//! Runtime for the `tether` command.
//!
//! `tether resolve` loads configuration through `ortho_config` (defaults,
//! file, `TETHER_` environment, then flags), builds the client stack without
//! connecting, and prints what it resolved to. `tether probe`
//! additionally opens the transport once, the way a request would.

mod cli;
mod errors;
mod output;

use std::ffi::OsString;
use std::io::Write;
use std::process::ExitCode;

use clap::Parser;
use clap::error::ErrorKind;

use tether::ThriftClient;
use tether_config::{ArgsConfigLoader, ConfigLoader};

pub use cli::OutputFormat;
use cli::{Cli, CliCommand};
use errors::AppError;
use output::Resolution;

/// Runs the CLI against the process environment.
#[must_use]
pub fn run<I, W, E>(args: I, stdout: &mut W, stderr: &mut E) -> ExitCode
where
    I: IntoIterator<Item = OsString>,
    W: Write,
    E: Write,
{
    let cli = match Cli::try_parse_from(args) {
        Ok(cli) => cli,
        Err(error) if matches!(error.kind(), ErrorKind::DisplayHelp | ErrorKind::DisplayVersion) => {
            let _ = write!(stdout, "{error}");
            return ExitCode::SUCCESS;
        }
        Err(error) => {
            let _ = write!(stderr, "{}", AppError::CliUsage(error));
            return ExitCode::FAILURE;
        }
    };

    let loader = ArgsConfigLoader::new(cli.config_arguments());
    match execute(&cli, &loader, stdout) {
        Ok(()) => ExitCode::SUCCESS,
        Err(error) => {
            let _ = writeln!(stderr, "{error}");
            ExitCode::FAILURE
        }
    }
}

fn execute<W>(cli: &Cli, loader: &dyn ConfigLoader, stdout: &mut W) -> Result<(), AppError>
where
    W: Write,
{
    let config = loader.load().map_err(AppError::LoadConfiguration)?;
    tether::telemetry::initialise(&config.log_settings())?;

    let client = ThriftClient::new(|_, _| (), &config)?;
    let resolution = Resolution::new(&client);
    if cli.command == CliCommand::Probe {
        let scope = client.connect()?;
        drop(scope);
    }
    resolution.write(stdout, cli.output, cli.command == CliCommand::Probe)
}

## Exercise brief
The lines to copy are those above that contain the string "clap".

## Result for this exercise
use clap::Parser;
use clap::error::ErrorKind;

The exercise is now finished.